---------- Records for processing
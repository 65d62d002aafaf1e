use std::net::SocketAddr;
use std::sync::Arc;
use altis_api::{app, AppState};
use altis_search::{ProviderRegistry, SearchOrchestrator};
use altis_supplier::ReqwestTransport;
use anyhow::Context;
use tracing_subscriber::{layer::SubscriberExt, util::SubscriberInitExt};

#[tokio::main]
async fn main() -> anyhow::Result<()> {
    tracing_subscriber::registry()
        .with(
            tracing_subscriber::EnvFilter::try_from_default_env().unwrap_or_else(|_| {
                "altis_api=debug,altis_search=info,altis_supplier=info,tower_http=debug".into()
            }),
        )
        .with(tracing_subscriber::fmt::layer())
        .init();

    let config = altis_store::Config::load().context("Failed to load config")?;
    tracing::info!("Starting Altis search API on port {}", config.server.port);

    // One pooled client shared by every upstream
    let transport = Arc::new(ReqwestTransport::new().context("Failed to build HTTP client")?);

    let registry = ProviderRegistry::build(&config, transport)
        .await
        .context("Failed to initialise providers")?;
    if registry.is_empty() {
        tracing::warn!("No providers enabled, every search will come back empty");
    }

    let orchestrator = SearchOrchestrator::from_registry(&registry, &config.search);
    let app = app(AppState { orchestrator: Arc::new(orchestrator) });

    let addr = SocketAddr::from(([0, 0, 0, 0], config.server.port));
    tracing::info!("Listening on {}", addr);

    let listener = tokio::net::TcpListener::bind(addr).await?;
    axum::serve(listener, app).await?;
    Ok(())
}
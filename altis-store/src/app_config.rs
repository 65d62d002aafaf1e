use altis_core::ProviderId;
use serde::Deserialize;
use std::env;
use std::time::Duration;

use crate::secret::Secret;

#[derive(Debug, Deserialize, Clone, Default)]
#[serde(default)]
pub struct Config {
    pub server: ServerConfig,
    pub search: SearchConfig,
    pub providers: ProvidersConfig,
}

#[derive(Debug, Deserialize, Clone)]
#[serde(default)]
pub struct ServerConfig {
    pub port: u16,
}

impl Default for ServerConfig {
    fn default() -> Self {
        Self { port: 8080 }
    }
}

#[derive(Debug, Deserialize, Clone)]
#[serde(default)]
pub struct SearchConfig {
    /// Upper bound on any single (leg x provider) task.
    pub provider_deadline_ms: u64,
}

impl Default for SearchConfig {
    fn default() -> Self {
        Self { provider_deadline_ms: 30_000 }
    }
}

impl SearchConfig {
    pub fn provider_deadline(&self) -> Duration {
        Duration::from_millis(self.provider_deadline_ms)
    }
}

#[derive(Debug, Deserialize, Clone)]
#[serde(default)]
pub struct ProvidersConfig {
    pub enabled: Vec<ProviderId>,
    pub sky_scrapper: SkyScrapperConfig,
    pub duffel: DuffelConfig,
    pub synthetic: SyntheticConfig,
    pub inventory: InventoryConfig,
}

impl Default for ProvidersConfig {
    fn default() -> Self {
        Self {
            enabled: ProviderId::ALL.to_vec(),
            sky_scrapper: SkyScrapperConfig::default(),
            duffel: DuffelConfig::default(),
            synthetic: SyntheticConfig::default(),
            inventory: InventoryConfig::default(),
        }
    }
}

impl ProvidersConfig {
    pub fn is_enabled(&self, id: ProviderId) -> bool {
        self.enabled.contains(&id)
    }
}

// ============================================================================
// Sky Scrapper (two-phase polling upstream)
// ============================================================================

#[derive(Debug, Deserialize, Clone)]
#[serde(default)]
pub struct SkyScrapperConfig {
    pub api_key: Option<Secret<String>>,
    pub host: String,
    pub base_url: Option<String>,
    pub leg_timeout_ms: u64,
    pub initial_timeout_ms: u64,
    pub place_timeout_ms: u64,
    pub poll_budget_ms: u64,
    pub poll_max_attempts: u32,
    pub poll_timeout_ms: u64,
    pub poll_interval_ms: u64,
    pub market: String,
    pub locale: String,
}

impl Default for SkyScrapperConfig {
    fn default() -> Self {
        Self {
            api_key: None,
            host: "sky-scrapper.p.rapidapi.com".to_string(),
            base_url: None,
            leg_timeout_ms: 25_000,
            initial_timeout_ms: 15_000,
            place_timeout_ms: 8_000,
            poll_budget_ms: 6_000,
            poll_max_attempts: 3,
            poll_timeout_ms: 4_000,
            poll_interval_ms: 1_000,
            market: "US".to_string(),
            locale: "en-US".to_string(),
        }
    }
}

impl SkyScrapperConfig {
    /// The key, if one is configured and non-blank.
    pub fn api_key(&self) -> Option<&str> {
        self.api_key
            .as_ref()
            .map(|k| k.expose().as_str())
            .filter(|k| !k.trim().is_empty())
    }

    pub fn base_url(&self) -> String {
        self.base_url
            .clone()
            .unwrap_or_else(|| format!("https://{}", self.host))
    }

    pub fn leg_timeout(&self) -> Duration { Duration::from_millis(self.leg_timeout_ms) }
    pub fn initial_timeout(&self) -> Duration { Duration::from_millis(self.initial_timeout_ms) }
    pub fn place_timeout(&self) -> Duration { Duration::from_millis(self.place_timeout_ms) }
    pub fn poll_budget(&self) -> Duration { Duration::from_millis(self.poll_budget_ms) }
    pub fn poll_timeout(&self) -> Duration { Duration::from_millis(self.poll_timeout_ms) }
    pub fn poll_interval(&self) -> Duration { Duration::from_millis(self.poll_interval_ms) }
}

// ============================================================================
// Duffel (single-call upstream)
// ============================================================================

#[derive(Debug, Deserialize, Clone)]
#[serde(default)]
pub struct DuffelConfig {
    pub access_token: Option<Secret<String>>,
    pub base_url: String,
    pub api_version: String,
    pub timeout_ms: u64,
    pub max_attempts: u32,
    pub backoff_base_ms: u64,
}

impl Default for DuffelConfig {
    fn default() -> Self {
        Self {
            access_token: None,
            base_url: "https://api.duffel.com".to_string(),
            api_version: "v2".to_string(),
            timeout_ms: 20_000,
            max_attempts: 3,
            backoff_base_ms: 500,
        }
    }
}

impl DuffelConfig {
    pub fn access_token(&self) -> Option<&str> {
        self.access_token
            .as_ref()
            .map(|t| t.expose().as_str())
            .filter(|t| !t.trim().is_empty())
    }

    pub fn timeout(&self) -> Duration { Duration::from_millis(self.timeout_ms) }
    pub fn backoff_base(&self) -> Duration { Duration::from_millis(self.backoff_base_ms) }
}

// ============================================================================
// Synthetic & Inventory
// ============================================================================

#[derive(Debug, Deserialize, Clone, PartialEq)]
pub struct AirlineEntry {
    pub code: String,
    pub name: String,
}

#[derive(Debug, Deserialize, Clone)]
#[serde(default)]
pub struct SyntheticConfig {
    pub airlines: Vec<AirlineEntry>,
    pub hubs: Vec<String>,
}

impl Default for SyntheticConfig {
    fn default() -> Self {
        let airlines = [
            ("TK", "Turkish Airlines"),
            ("IB", "Iberia"),
            ("AF", "Air France"),
            ("LH", "Lufthansa"),
            ("UX", "Air Europa"),
            ("CM", "Copa Airlines"),
            ("AA", "American Airlines"),
            ("BA", "British Airways"),
        ];
        Self {
            airlines: airlines
                .iter()
                .map(|(code, name)| AirlineEntry {
                    code: code.to_string(),
                    name: name.to_string(),
                })
                .collect(),
            hubs: ["MAD", "IST", "CDG", "FRA", "PTY", "MIA", "LHR", "AMS"]
                .iter()
                .map(|h| h.to_string())
                .collect(),
        }
    }
}

#[derive(Debug, Deserialize, Clone, Default)]
#[serde(default)]
pub struct InventoryConfig {
    /// JSON file of inventory rows. No path, no inventory provider.
    pub path: Option<String>,
}

impl Config {
    pub fn load() -> Result<Self, config::ConfigError> {
        let run_mode = env::var("RUN_MODE").unwrap_or_else(|_| "development".into());

        let builder = config::Config::builder()
            // Defaults live in the structs, so even the base file is optional
            .add_source(config::File::with_name("config/default").required(false))
            .add_source(config::File::with_name(&format!("config/{}", run_mode)).required(false))
            // Local overrides, never checked in
            .add_source(config::File::with_name("config/local").required(false));

        Self::from_builder(builder, None)
    }

    /// Finish a builder with the `ALTIS__` environment layer and deserialize.
    /// `env_override` replaces the process environment (used by tests).
    pub fn from_builder(
        builder: config::ConfigBuilder<config::builder::DefaultState>,
        env_override: Option<config::Map<String, String>>,
    ) -> Result<Self, config::ConfigError> {
        // Eg.. `ALTIS__PROVIDERS__DUFFEL__ACCESS_TOKEN=...`
        let environment = config::Environment::with_prefix("ALTIS")
            .separator("__")
            .list_separator(",")
            .with_list_parse_key("providers.enabled")
            .try_parsing(true)
            .source(env_override);

        builder.add_source(environment).build()?.try_deserialize()
    }
}

#[cfg(test)]
mod tests {
    use super::*;
    use config::{File, FileFormat};

    #[test]
    fn test_empty_sources_yield_defaults() {
        let config = Config::from_builder(config::Config::builder(), Some(config::Map::new()))
            .expect("defaults should deserialize");

        assert_eq!(config.server.port, 8080);
        assert_eq!(config.providers.enabled, ProviderId::ALL.to_vec());
        assert!(config.providers.sky_scrapper.api_key().is_none());
        assert!(config.providers.duffel.access_token().is_none());
        assert_eq!(config.providers.sky_scrapper.poll_budget(), Duration::from_secs(6));
        assert_eq!(config.providers.sky_scrapper.base_url(), "https://sky-scrapper.p.rapidapi.com");
        assert_eq!(config.providers.synthetic.airlines.len(), 8);
    }

    #[test]
    fn test_file_and_environment_layers() {
        let toml = r#"
            [providers]
            enabled = ["synthetic", "duffel"]

            [providers.sky_scrapper]
            poll_max_attempts = 1
        "#;
        let mut env = config::Map::new();
        env.insert("ALTIS__PROVIDERS__DUFFEL__ACCESS_TOKEN".to_string(), "duffel_test_abc".to_string());
        env.insert("ALTIS__SERVER__PORT".to_string(), "9090".to_string());

        let builder = config::Config::builder().add_source(File::from_str(toml, FileFormat::Toml));
        let config = Config::from_builder(builder, Some(env)).expect("layered config");

        assert_eq!(config.server.port, 9090);
        assert_eq!(config.providers.enabled, vec![ProviderId::Synthetic, ProviderId::Duffel]);
        assert!(config.providers.is_enabled(ProviderId::Duffel));
        assert!(!config.providers.is_enabled(ProviderId::SkyScrapper));
        assert_eq!(config.providers.sky_scrapper.poll_max_attempts, 1);
        assert_eq!(config.providers.duffel.access_token(), Some("duffel_test_abc"));
    }

    #[test]
    fn test_blank_credentials_count_as_missing() {
        let toml = r#"
            [providers.sky_scrapper]
            api_key = "   "
        "#;
        let builder = config::Config::builder().add_source(File::from_str(toml, FileFormat::Toml));
        let config = Config::from_builder(builder, Some(config::Map::new())).unwrap();
        assert!(config.providers.sky_scrapper.api_key().is_none());
    }

    #[test]
    fn test_debug_output_masks_credentials() {
        let toml = r#"
            [providers.duffel]
            access_token = "duffel_live_secret"
        "#;
        let builder = config::Config::builder().add_source(File::from_str(toml, FileFormat::Toml));
        let config = Config::from_builder(builder, Some(config::Map::new())).unwrap();
        let printed = format!("{:?}", config.providers.duffel);
        assert!(!printed.contains("duffel_live_secret"));
        assert!(printed.contains("********"));
    }
}
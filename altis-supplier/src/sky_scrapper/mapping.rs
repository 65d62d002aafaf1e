use altis_core::{minutes_between, Airline, Flight, LegSearch, ProviderId, Stop};
use serde::Deserialize;
use serde_json::Value;
use tracing::debug;

use crate::decode::{lenient_f64, lenient_string, lenient_u32, null_as_default};

#[derive(Debug, Deserialize, Default)]
#[serde(default)]
struct RawItinerary {
    #[serde(deserialize_with = "lenient_string")]
    id: Option<String>,
    #[serde(deserialize_with = "null_as_default")]
    price: RawPrice,
    #[serde(deserialize_with = "null_as_default")]
    legs: Vec<RawLeg>,
}

#[derive(Debug, Deserialize, Default)]
#[serde(default)]
struct RawPrice {
    #[serde(deserialize_with = "lenient_f64")]
    raw: Option<f64>,
    #[serde(deserialize_with = "lenient_string")]
    formatted: Option<String>,
}

#[derive(Debug, Deserialize, Default)]
#[serde(default, rename_all = "camelCase")]
struct RawLeg {
    #[serde(deserialize_with = "null_as_default")]
    origin: RawPlaceRef,
    #[serde(deserialize_with = "null_as_default")]
    destination: RawPlaceRef,
    #[serde(deserialize_with = "lenient_u32")]
    duration_in_minutes: Option<u32>,
    #[serde(deserialize_with = "lenient_u32")]
    stop_count: Option<u32>,
    #[serde(deserialize_with = "lenient_string")]
    departure: Option<String>,
    #[serde(deserialize_with = "lenient_string")]
    arrival: Option<String>,
    #[serde(deserialize_with = "null_as_default")]
    carriers: RawCarriers,
    #[serde(deserialize_with = "null_as_default")]
    segments: Vec<RawSegment>,
}

#[derive(Debug, Deserialize, Default)]
#[serde(default, rename_all = "camelCase")]
struct RawPlaceRef {
    #[serde(deserialize_with = "lenient_string")]
    display_code: Option<String>,
    #[serde(deserialize_with = "lenient_string")]
    flight_place_id: Option<String>,
}

impl RawPlaceRef {
    fn code(&self) -> Option<String> {
        self.display_code.clone().or_else(|| self.flight_place_id.clone())
    }
}

#[derive(Debug, Deserialize, Default)]
#[serde(default)]
struct RawCarriers {
    #[serde(deserialize_with = "null_as_default")]
    marketing: Vec<RawCarrier>,
}

#[derive(Debug, Deserialize, Default, Clone)]
#[serde(default, rename_all = "camelCase")]
struct RawCarrier {
    #[serde(deserialize_with = "lenient_string")]
    alternate_id: Option<String>,
    #[serde(deserialize_with = "lenient_string")]
    name: Option<String>,
    #[serde(deserialize_with = "lenient_string")]
    logo_url: Option<String>,
}

#[derive(Debug, Deserialize, Default)]
#[serde(default, rename_all = "camelCase")]
struct RawSegment {
    #[serde(deserialize_with = "null_as_default")]
    origin: RawPlaceRef,
    #[serde(deserialize_with = "null_as_default")]
    destination: RawPlaceRef,
    #[serde(deserialize_with = "lenient_string")]
    departure: Option<String>,
    #[serde(deserialize_with = "lenient_string")]
    arrival: Option<String>,
    #[serde(deserialize_with = "lenient_string")]
    flight_number: Option<String>,
    #[serde(deserialize_with = "null_as_default")]
    marketing_carrier: RawCarrier,
}

/// Map raw itineraries into canonical flights. Entries that are not even
/// objects are dropped; any missing nested field degrades to a default.
pub(super) fn to_flights(itineraries: Vec<Value>, search: &LegSearch) -> Vec<Flight> {
    itineraries
        .into_iter()
        .filter_map(|raw| match serde_json::from_value::<RawItinerary>(raw) {
            Ok(itinerary) => Some(to_flight(itinerary, search)),
            Err(err) => {
                debug!(error = %err, "Skipping undecodable itinerary");
                None
            }
        })
        .collect()
}

fn to_flight(itinerary: RawItinerary, search: &LegSearch) -> Flight {
    let leg = itinerary.legs.into_iter().next().unwrap_or_default();
    let first_segment = leg.segments.first();

    let carrier = leg
        .carriers
        .marketing
        .first()
        .cloned()
        .or_else(|| first_segment.map(|s| s.marketing_carrier.clone()))
        .unwrap_or_default();
    let airline_code = carrier.alternate_id.clone().unwrap_or_default();

    let flight_number = first_segment
        .and_then(|segment| {
            let number = segment.flight_number.as_deref()?;
            let prefix = segment
                .marketing_carrier
                .alternate_id
                .as_deref()
                .unwrap_or(&airline_code);
            Some(format!("{}{}", prefix, number))
        })
        .unwrap_or_default();

    let stops: Vec<Stop> = leg
        .segments
        .windows(2)
        .map(|pair| Stop {
            airport_code: pair[0].destination.code().unwrap_or_default(),
            layover_minutes: match (&pair[0].arrival, &pair[1].departure) {
                (Some(landed), Some(next)) => minutes_between(landed, next).unwrap_or(0),
                _ => 0,
            },
        })
        .collect();
    let stops_count = if leg.segments.is_empty() {
        leg.stop_count
    } else {
        Some(stops.len() as u32)
    };

    let departure = leg.departure.unwrap_or_default();
    let arrival = leg.arrival.unwrap_or_default();
    let duration_minutes = leg
        .duration_in_minutes
        .or_else(|| minutes_between(&departure, &arrival))
        .unwrap_or(0);

    let price = itinerary
        .price
        .raw
        .or_else(|| itinerary.price.formatted.as_deref().and_then(parse_formatted_price))
        .unwrap_or(0.0);

    Flight {
        id: itinerary
            .id
            .unwrap_or_else(|| format!("{}-{}", flight_number, departure)),
        price,
        currency: search.currency.clone(),
        duration_minutes,
        origin_iata: leg
            .origin
            .code()
            .unwrap_or_else(|| search.leg.origin.trim().to_uppercase()),
        destination_iata: leg
            .destination
            .code()
            .unwrap_or_else(|| search.leg.destination.trim().to_uppercase()),
        departure,
        arrival,
        airline: Airline {
            code: airline_code,
            name: carrier.name.unwrap_or_default(),
            logo_url: carrier.logo_url,
        },
        flight_number,
        stops_count,
        stops,
        provider_id: ProviderId::SkyScrapper,
        leg_index: search.leg_index,
    }
}

/// `"$1,234"` -> `1234.0`
fn parse_formatted_price(formatted: &str) -> Option<f64> {
    let digits: String = formatted
        .chars()
        .filter(|c| c.is_ascii_digit() || *c == '.')
        .collect();
    digits.parse().ok()
}
use async_trait::async_trait;
use chrono::NaiveDate;
use serde::{Deserialize, Serialize};

/// A scheduled departure held in the internal inventory.
#[derive(Debug, Clone, Serialize, Deserialize, PartialEq)]
pub struct InventoryFlight {
    pub flight_id: String,
    pub flight_number: String,
    pub airline_code: String,
    pub airline_name: String,
    pub origin_airport_code: String,
    pub destination_airport_code: String,
    pub departure_time: String,
    pub arrival_time: String,
    #[serde(default)]
    pub stop_airports: Vec<String>,
    pub remaining_seats: u32,
    pub price_amount: f64,
    pub price_currency: String,
}

/// Read access to the internal flight inventory
#[async_trait]
pub trait InventoryStore: Send + Sync {
    /// Departures on `date` between two airport codes with at least `min_seats` left.
    async fn find_departures(
        &self,
        origin: &str,
        destination: &str,
        date: NaiveDate,
        min_seats: u32,
    ) -> Result<Vec<InventoryFlight>, Box<dyn std::error::Error + Send + Sync>>;
}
--------------------
- What the task requires -
Search the entries for the word "rapidapi", then list each line that holds it.

- Task response -
            host: "sky-scrapper.p.rapidapi.com".to_string(),
        assert_eq!(config.providers.sky_scrapper.base_url(), "https://sky-scrapper.p.rapidapi.com");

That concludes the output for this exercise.